The site is located within the R3 Medium Density Residential zone under the CLEP, in which centre-based childcare facilities are permitted with consent, and wherein the zone objectives are:
• To provide for the housing needs of the community within a medium density residential environment.
• To provide a variety of housing types within a medium density residential environment.
• To enable other land uses that provide facilities or services to meet the day to day needs of residents.
While the site is not identified as an item of heritage significance, the parties agree that cl 5.10 of the CLEP applies to the site, that the demolition of the house is considered to have planning merit by the parties’ experts, and that the proposed development has been designed to be sympathetic and compatible with the adjoining properties that are considered to be contributory items in the possible future heritage conservation area proposed.

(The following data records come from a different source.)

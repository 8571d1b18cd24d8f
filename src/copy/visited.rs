//! Walk-scoped visited map

use crate::content::ContentKey;
use dashmap::DashMap;
use std::sync::Arc;
use tokio::sync::OnceCell;

/// Nodes claimed during a walk.
///
/// The first claimant of a key runs the node; later claimants get the
/// same cell and wait on it, so a parent never completes before a
/// shared child does.
#[derive(Debug, Default)]
pub(crate) struct VisitedSet {
    nodes: DashMap<ContentKey, Arc<OnceCell<()>>>,
}

impl VisitedSet {
    pub fn new() -> Self {
        Self::default()
    }

    /// Cell for `key`, inserted if absent
    pub fn claim(&self, key: ContentKey) -> Arc<OnceCell<()>> {
        Arc::clone(self.nodes.entry(key).or_default().value())
    }

    pub fn len(&self) -> usize {
        self.nodes.len()
    }
}
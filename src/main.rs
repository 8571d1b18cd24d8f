//! orca - OCI artifact replication
//!
//! CLI entry point that dispatches to subcommands.

use clap::Parser;
use console::style;
use orca::cli::{commands, Cli, Commands};
use orca::config::{ConfigManager, LogFormat};
use orca::error::OrcaResult;
use std::process::ExitCode;
use tracing_subscriber::EnvFilter;

#[tokio::main]
async fn main() -> ExitCode {
    match run().await {
        Ok(()) => ExitCode::SUCCESS,
        Err(e) => {
            eprintln!("{} {}", style("Error:").red().bold(), e);
            if let Some(hint) = e.hint() {
                eprintln!("{} {}", style("Hint:").yellow(), hint);
            }
            ExitCode::FAILURE
        }
    }
}

async fn run() -> OrcaResult<()> {
    let cli = Cli::parse();

    let config_manager = match cli.config {
        Some(ref path) => ConfigManager::with_path(path.clone()),
        None => ConfigManager::new(),
    };
    let config = config_manager.load().await?;

    // 0 = warn, 1 = info, 2+ = debug
    let filter = match cli.verbose {
        0 => EnvFilter::new("orca=warn"),
        1 => EnvFilter::new("orca=info"),
        _ => EnvFilter::new("orca=debug"),
    };
    let subscriber = tracing_subscriber::fmt()
        .with_env_filter(filter)
        .with_target(false)
        .with_writer(std::io::stderr);
    match config.general.log_format {
        LogFormat::Text => subscriber.without_time().init(),
        LogFormat::Json => subscriber.json().init(),
    }

    match cli.command {
        Commands::Copy(args) => commands::copy(args, &config).await,
        Commands::Push(args) => commands::push(args, &config).await,
        Commands::Pull(args) => commands::pull(args, &config).await,
        Commands::Tag(args) => commands::tag(args, &config).await,
        Commands::Discover(args) => commands::discover(args, &config).await,
        Commands::Delete(args) => commands::delete(args, &config).await,
        Commands::Backup(args) => commands::backup(args, &config).await,
        Commands::Restore(args) => commands::restore(args, &config).await,
        Commands::Config(args) => commands::config(args, &config_manager, &config).await,
        Commands::Cache(args) => commands::cache(args, &config).await,
    }
}
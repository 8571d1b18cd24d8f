//! OCI image layout on the local filesystem
//!
//! ```text
//! <root>/oci-layout
//! <root>/index.json
//! <root>/blobs/<alg>/<encoded>
//! <root>/blobs/.ingest/<uuid>     (in-flight pushes)
//! ```
//!
//! Tags are `org.opencontainers.image.ref.name` annotations on the
//! entries of `index.json`. Pushed manifests are also recorded there
//! untagged, so the predecessor index can be rebuilt on open.

use crate::content::manifest::Index;
use crate::content::media_type::{self, Dialect};
use crate::content::{annotations, bytes_reader, read_all, BlobReader, Descriptor, Digest, VerifyReader};
use crate::error::{from_io, OrcaError, OrcaResult};
use crate::successors::parse_successors;
use crate::target::graph::PredecessorIndex;
use crate::target::{Deleter, PredecessorFinder, Storage, Target};
use async_trait::async_trait;
use serde::{Deserialize, Serialize};
use std::collections::HashSet;
use std::io::ErrorKind;
use std::path::{Path, PathBuf};
use tokio::fs;
use tokio::io::AsyncWriteExt;
use tokio::sync::Mutex;
use tracing::{debug, trace, warn};
use uuid::Uuid;

const LAYOUT_FILE: &str = "oci-layout";
const INDEX_FILE: &str = "index.json";
const LAYOUT_VERSION: &str = "1.0.0";
/// Largest blob read when guessing whether it is a manifest
const MAX_SNIFF_SIZE: u64 = 4 * 1024 * 1024;

#[derive(Debug, Serialize, Deserialize)]
#[serde(rename_all = "camelCase")]
struct LayoutMarker {
    image_layout_version: String,
}

/// Blob count and total size of a layout
#[derive(Debug, Clone, Copy, Default, PartialEq, Eq)]
pub struct BlobUsage {
    pub blobs: usize,
    pub bytes: u64,
}

/// Target over an OCI image layout directory
#[derive(Debug)]
pub struct OciLayout {
    root: PathBuf,
    index: Mutex<Vec<Descriptor>>,
    graph: PredecessorIndex,
}
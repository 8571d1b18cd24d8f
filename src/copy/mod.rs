//! Graph-aware copy between targets
//!
//! [`copy_graph`] replicates a manifest and everything it references,
//! children before parents. [`extended_copy`] then keeps following
//! predecessors (signatures, SBOMs, indexes) until nothing new appears.
//! Both skip content the destination already holds and bound in-flight
//! I/O with a semaphore.

mod extended;
mod graph;
mod tags;
mod visited;

pub use extended::{extended_copy, ExtendedCopyOptions};
pub use graph::copy_graph;
pub use tags::tag_all;

use crate::content::Descriptor;
use crate::error::OrcaError;
use crate::referrers::ReferrersMode;
use std::fmt;
use std::sync::Arc;
use tokio_util::sync::CancellationToken;

/// Default number of in-flight node operations
pub const DEFAULT_CONCURRENCY: usize = 3;

/// Callbacks fired as nodes complete. All methods default to no-ops.
pub trait CopyObserver: Send + Sync {
    fn on_copied(&self, _desc: &Descriptor) {}

    fn on_mounted(&self, _desc: &Descriptor, _from_repository: &str) {}

    /// The destination already had the node
    fn on_skipped(&self, _desc: &Descriptor) {}

    /// Dry run: the node is missing at the destination
    fn on_would_copy(&self, _desc: &Descriptor) {}
}

/// Options for a graph copy
#[derive(Clone)]
pub struct CopyGraphOptions {
    /// Maximum in-flight fetch, push and mount operations (minimum 1)
    pub concurrency: usize,
    /// Extra repositories in the destination registry to mount blobs from
    pub mount_from: Vec<String>,
    pub observer: Option<Arc<dyn CopyObserver>>,
    pub cancel: CancellationToken,
    /// Report untitled leaf blobs as skipped instead of copying them
    pub prune_unnamed_leaves: bool,
    /// Walk and report without pushing anything
    pub dry_run: bool,
    /// How the destination records referrers
    pub referrers: ReferrersMode,
    /// Keep superseded referrers indexes instead of deleting them
    pub skip_gc: bool,
}

impl Default for CopyGraphOptions {
    fn default() -> Self {
        Self {
            concurrency: DEFAULT_CONCURRENCY,
            mount_from: Vec::new(),
            observer: None,
            cancel: CancellationToken::new(),
            prune_unnamed_leaves: false,
            dry_run: false,
            referrers: ReferrersMode::Auto,
            skip_gc: false,
        }
    }
}

impl fmt::Debug for CopyGraphOptions {
    fn fmt(&self, f: &mut fmt::Formatter<'_>) -> fmt::Result {
        f.debug_struct("CopyGraphOptions")
            .field("concurrency", &self.concurrency)
            .field("mount_from", &self.mount_from)
            .field("observer", &self.observer.is_some())
            .field("prune_unnamed_leaves", &self.prune_unnamed_leaves)
            .field("dry_run", &self.dry_run)
            .field("referrers", &self.referrers)
            .field("skip_gc", &self.skip_gc)
            .finish()
    }
}

/// Outcome of a copy
#[derive(Debug, Default)]
pub struct CopyReport {
    /// Root descriptor as resolved at the source
    pub root: Option<Descriptor>,
    pub copied: usize,
    pub mounted: usize,
    pub skipped: usize,
    pub would_copy: usize,
    /// Bytes pushed to the destination (mounts excluded)
    pub bytes_copied: u64,
    /// Soft failures; the copy itself succeeded
    pub warnings: Vec<OrcaError>,
}

impl CopyReport {
    /// Fold another report into this one, keeping this root
    pub fn merge(&mut self, other: CopyReport) {
        if self.root.is_none() {
            self.root = other.root;
        }
        self.copied += other.copied;
        self.mounted += other.mounted;
        self.skipped += other.skipped;
        self.would_copy += other.would_copy;
        self.bytes_copied += other.bytes_copied;
        self.warnings.extend(other.warnings);
    }
}
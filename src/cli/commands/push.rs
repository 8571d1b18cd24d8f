//! Push command - package files as an artifact in a layout

use super::{graph_options, summarize};
use crate::cli::args::PushArgs;
use crate::config::Config;
use crate::error::OrcaResult;
use crate::ops::{self, PushOptions};
use crate::target::{OciLayout, Target};
use crate::ui::{self, CopyProgress, UiContext};

/// Tag used when the destination names none
const DEFAULT_TAG: &str = "latest";

/// Execute the push command
pub async fn execute(args: PushArgs, config: &Config) -> OrcaResult<()> {
    let ctx = UiContext::detect();
    let dst = OciLayout::open(&args.destination.path).await?;
    let reference = args.destination.reference_or(DEFAULT_TAG);

    let subject = match &args.subject {
        Some(subject) => Some(dst.resolve(subject).await?),
        None => None,
    };

    let progress = CopyProgress::new(&ctx, "Pushing");
    let mut copy = graph_options(&args.flags, config, false);
    copy.observer = Some(progress.clone());
    let opts = PushOptions {
        artifact_type: args.artifact_type,
        default_media_type: args.media_type,
        config: args.config_file,
        annotations: args.annotation.into_iter().collect(),
        subject,
        extra_tags: args.tag,
        copy,
    };

    let result = ops::push_files(&dst, &reference, &args.files, &opts).await;
    progress.finish();
    let outcome = result?;

    summarize(&ctx, &outcome.report);
    ui::key_value(&ctx, "Digest", &outcome.manifest.digest.to_string());
    if !outcome.tags.is_empty() {
        ui::key_value(&ctx, "Tags", &outcome.tags.join(", "));
    }
    ui::outro_success(
        &ctx,
        &format!(
            "Pushed {} file(s) to {}",
            args.files.len(),
            args.destination.path.display()
        ),
    );
    Ok(())
}
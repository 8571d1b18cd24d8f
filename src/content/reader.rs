//! Byte streams for blob content
//!
//! Every stream that crosses a target boundary is a [`BlobReader`].
//! [`VerifyReader`] checks size and digest as the stream is drained so
//! corrupted content is rejected before anything is committed.

use crate::content::descriptor::Descriptor;
use crate::content::digest::Hasher;
use crate::error::{from_io, into_io, OrcaError, OrcaResult};
use bytes::Bytes;
use std::io::Cursor;
use std::pin::Pin;
use std::task::{Context, Poll};
use tokio::io::{AsyncRead, AsyncReadExt, ReadBuf};

/// Boxed content stream
pub type BlobReader = Pin<Box<dyn AsyncRead + Send>>;

/// Stream over in-memory content
pub fn bytes_reader(content: Bytes) -> BlobReader {
    Box::pin(Cursor::new(content))
}

/// Reader that verifies size and digest against a descriptor.
///
/// Reading past the expected size, or reaching EOF with the wrong size
/// or digest, yields an error wrapping the matching [`OrcaError`].
pub struct VerifyReader<R> {
    inner: R,
    expected: Descriptor,
    hasher: Option<Hasher>,
    read: u64,
}

impl<R: AsyncRead + Unpin> VerifyReader<R> {
    pub fn new(inner: R, expected: &Descriptor) -> Self {
        Self {
            inner,
            hasher: Some(expected.digest.algorithm().hasher()),
            expected: expected.clone(),
            read: 0,
        }
    }

    fn check_eof(&mut self) -> Result<(), OrcaError> {
        if self.read != self.expected.size {
            return Err(OrcaError::SizeMismatch {
                digest: self.expected.digest.to_string(),
                expected: self.expected.size,
                actual: self.read,
            });
        }
        // Already verified on an earlier EOF poll
        let Some(hasher) = self.hasher.take() else {
            return Ok(());
        };
        let actual = hasher.finish();
        if actual != self.expected.digest {
            return Err(OrcaError::DigestMismatch {
                expected: self.expected.digest.to_string(),
                actual: actual.to_string(),
            });
        }
        Ok(())
    }
}

impl<R: AsyncRead + Unpin> AsyncRead for VerifyReader<R> {
    fn poll_read(
        mut self: Pin<&mut Self>,
        cx: &mut Context<'_>,
        buf: &mut ReadBuf<'_>,
    ) -> Poll<std::io::Result<()>> {
        // An empty buffer reads nothing; it is not EOF
        if buf.remaining() == 0 {
            return Poll::Ready(Ok(()));
        }
        let before = buf.filled().len();
        let this = &mut *self;
        match Pin::new(&mut this.inner).poll_read(cx, buf) {
            Poll::Pending => Poll::Pending,
            Poll::Ready(Err(e)) => Poll::Ready(Err(e)),
            Poll::Ready(Ok(())) => {
                let len = buf.filled().len() - before;
                if len == 0 {
                    return Poll::Ready(this.check_eof().map_err(into_io));
                }
                this.read += len as u64;
                if this.read > this.expected.size {
                    // Nothing may count as read when the call fails
                    buf.set_filled(before);
                    return Poll::Ready(Err(into_io(OrcaError::SizeMismatch {
                        digest: this.expected.digest.to_string(),
                        expected: this.expected.size,
                        actual: this.read,
                    })));
                }
                if let Some(hasher) = this.hasher.as_mut() {
                    hasher.update(&buf.filled()[before..]);
                }
                Poll::Ready(Ok(()))
            }
        }
    }
}

/// Read a whole stream into memory, verifying it against `desc`
pub async fn read_all(reader: BlobReader, desc: &Descriptor) -> OrcaResult<Bytes> {
    let capacity = usize::try_from(desc.size).unwrap_or(0).min(16 * 1024 * 1024);
    let mut buf = Vec::with_capacity(capacity);
    let mut verified = VerifyReader::new(reader, desc);
    verified
        .read_to_end(&mut buf)
        .await
        .map_err(|e| from_io(format!("reading {}", desc.digest), e))?;
    Ok(Bytes::from(buf))
}
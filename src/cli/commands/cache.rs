//! Cache command - inspect or clear the content cache

use crate::cache::{self, CACHE_ENV};
use crate::cli::args::{CacheAction, CacheArgs};
use crate::config::Config;
use crate::error::{OrcaError, OrcaResult};
use crate::ui::{self, UiContext};
use std::path::PathBuf;
use tokio::fs;
use tracing::debug;

/// Execute the cache command
pub async fn execute(args: CacheArgs, config: &Config) -> OrcaResult<()> {
    let roots = cache::cache_roots(config.cache.root.as_deref());
    let ctx = UiContext::detect();

    if roots.is_empty() {
        ui::step_warn_hint(
            &ctx,
            "No cache configured",
            &format!("Set {} or cache.root in the config file", CACHE_ENV),
        );
        return Ok(());
    }

    match args.action {
        CacheAction::Info => show_info(&ctx, &roots).await,
        CacheAction::Clear { yes } => clear(&ctx.with_auto_yes(yes), &roots).await,
    }
}

async fn show_info(ctx: &UiContext, roots: &[PathBuf]) -> OrcaResult<()> {
    for info in cache::info(roots).await? {
        ui::section(ctx, &info.root.display().to_string());
        ui::key_value(ctx, "Mode", if info.writable { "read-write" } else { "read-only" });
        ui::key_value(ctx, "Blobs", &info.usage.blobs.to_string());
        ui::key_value(ctx, "Size", &format_size(info.usage.bytes));
    }
    Ok(())
}

/// Remove the writable root; shared read-only roots are left alone
async fn clear(ctx: &UiContext, roots: &[PathBuf]) -> OrcaResult<()> {
    let Some(root) = roots.first() else {
        return Ok(());
    };
    if !root.exists() {
        ui::step_ok(ctx, "Cache is already empty");
        return Ok(());
    }

    let prompt = format!("Remove every blob cached in {}?", root.display());
    if !ui::confirm(ctx, &prompt, false).await? {
        ui::outro_warn(ctx, "Aborted (pass --yes to clear without asking)");
        return Ok(());
    }

    debug!(root = %root.display(), "Clearing cache");
    fs::remove_dir_all(root)
        .await
        .map_err(|e| OrcaError::io(format!("removing {}", root.display()), e))?;
    ui::outro_success(ctx, &format!("Cleared {}", root.display()));
    Ok(())
}

fn format_size(bytes: u64) -> String {
    const UNITS: [&str; 4] = ["B", "KiB", "MiB", "GiB"];
    let mut value = bytes as f64;
    let mut unit = 0;
    while value >= 1024.0 && unit < UNITS.len() - 1 {
        value /= 1024.0;
        unit += 1;
    }
    if unit == 0 {
        format!("{} {}", bytes, UNITS[0])
    } else {
        format!("{:.1} {}", value, UNITS[unit])
    }
}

On the basis of the setback of the basement car park excavation from the boundary of the site, and the location of the OSD tank, which are both indicate on the architectural plans, I consider the provisions of cl 6.2 of the CLEP to have been met.
I also accept the architectural plans for which consent demonstrates compliance with regs 107 and 108 of the Education and Care Services National Regulations and so concurrence of the Regulatory Authority for the purpose of cl 22 of the Childcare SEPP is not required.
Further, on the basis of the assessment undertaken in the Statement of Environmental Effects, prepared by Think Planning dated 9 June 2020, I accept the proposed development is consistent with the Child Care Planning Guidelines that must be considered in accordance with cl 23 of the Childcare SEPP.
For the reasons set out on p 22 of the Statement of Environmental Effects, I am satisfied that the site is not contaminated within the terms of cl 7 of SEPP 55.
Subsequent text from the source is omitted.